### Input records
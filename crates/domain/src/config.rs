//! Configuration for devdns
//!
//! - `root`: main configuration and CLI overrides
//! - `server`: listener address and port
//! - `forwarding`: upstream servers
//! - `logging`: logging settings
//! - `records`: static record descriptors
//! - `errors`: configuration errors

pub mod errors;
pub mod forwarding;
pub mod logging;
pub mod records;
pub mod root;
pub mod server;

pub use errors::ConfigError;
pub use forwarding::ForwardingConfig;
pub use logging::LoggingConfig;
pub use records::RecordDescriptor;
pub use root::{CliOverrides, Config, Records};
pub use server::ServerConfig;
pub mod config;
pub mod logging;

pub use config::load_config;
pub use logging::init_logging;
---
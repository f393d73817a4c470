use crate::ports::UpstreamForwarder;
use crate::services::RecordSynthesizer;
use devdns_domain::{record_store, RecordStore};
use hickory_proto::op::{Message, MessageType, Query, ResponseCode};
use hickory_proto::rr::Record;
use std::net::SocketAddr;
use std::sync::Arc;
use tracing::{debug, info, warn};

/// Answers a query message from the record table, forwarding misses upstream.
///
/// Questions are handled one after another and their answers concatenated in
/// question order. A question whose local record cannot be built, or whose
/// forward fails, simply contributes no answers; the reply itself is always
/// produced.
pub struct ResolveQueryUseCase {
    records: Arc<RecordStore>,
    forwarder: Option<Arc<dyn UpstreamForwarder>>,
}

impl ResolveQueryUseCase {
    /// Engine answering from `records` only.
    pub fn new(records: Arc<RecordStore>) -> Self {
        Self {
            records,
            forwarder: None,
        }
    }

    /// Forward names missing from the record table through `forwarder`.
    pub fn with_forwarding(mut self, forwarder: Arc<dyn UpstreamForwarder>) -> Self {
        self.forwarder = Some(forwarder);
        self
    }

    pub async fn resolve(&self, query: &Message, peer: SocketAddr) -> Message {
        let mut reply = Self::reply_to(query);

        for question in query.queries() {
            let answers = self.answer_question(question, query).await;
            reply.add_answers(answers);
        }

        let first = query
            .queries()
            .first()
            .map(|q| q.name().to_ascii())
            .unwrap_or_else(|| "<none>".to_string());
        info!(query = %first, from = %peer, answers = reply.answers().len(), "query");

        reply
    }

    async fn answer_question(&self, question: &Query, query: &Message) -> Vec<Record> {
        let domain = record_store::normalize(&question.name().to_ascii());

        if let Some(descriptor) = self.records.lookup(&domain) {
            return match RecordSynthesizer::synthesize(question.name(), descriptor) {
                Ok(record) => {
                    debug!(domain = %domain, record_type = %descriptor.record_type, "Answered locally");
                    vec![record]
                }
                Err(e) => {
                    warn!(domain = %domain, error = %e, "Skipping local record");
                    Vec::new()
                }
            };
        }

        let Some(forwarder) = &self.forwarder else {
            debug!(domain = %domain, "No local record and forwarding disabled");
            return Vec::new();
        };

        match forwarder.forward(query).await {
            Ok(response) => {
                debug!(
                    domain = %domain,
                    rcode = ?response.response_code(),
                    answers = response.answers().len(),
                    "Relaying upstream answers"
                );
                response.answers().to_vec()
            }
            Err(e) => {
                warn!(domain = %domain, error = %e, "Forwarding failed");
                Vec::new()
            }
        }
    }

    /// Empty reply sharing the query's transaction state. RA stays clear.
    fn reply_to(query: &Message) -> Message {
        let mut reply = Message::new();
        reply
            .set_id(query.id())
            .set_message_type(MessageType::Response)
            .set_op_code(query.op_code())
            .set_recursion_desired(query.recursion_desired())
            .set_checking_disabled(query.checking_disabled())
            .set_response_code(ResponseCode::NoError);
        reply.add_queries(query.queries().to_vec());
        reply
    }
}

### Task to complete
Going down the listing above, begin printing at the line with "filename crates/domain/src/config.rs" and finish with the line with "pub use forwarding::ForwardingConfig;", exactly as they appear.

### Reply to the task
filename crates/domain/src/config.rs
//! Configuration for devdns
//!
//! - `root`: main configuration and CLI overrides
//! - `server`: listener address and port
//! - `forwarding`: upstream servers
//! - `logging`: logging settings
//! - `records`: static record descriptors
//! - `errors`: configuration errors

pub mod errors;
pub mod forwarding;
pub mod logging;
pub mod records;
pub mod root;
pub mod server;

pub use errors::ConfigError;
pub use forwarding::ForwardingConfig;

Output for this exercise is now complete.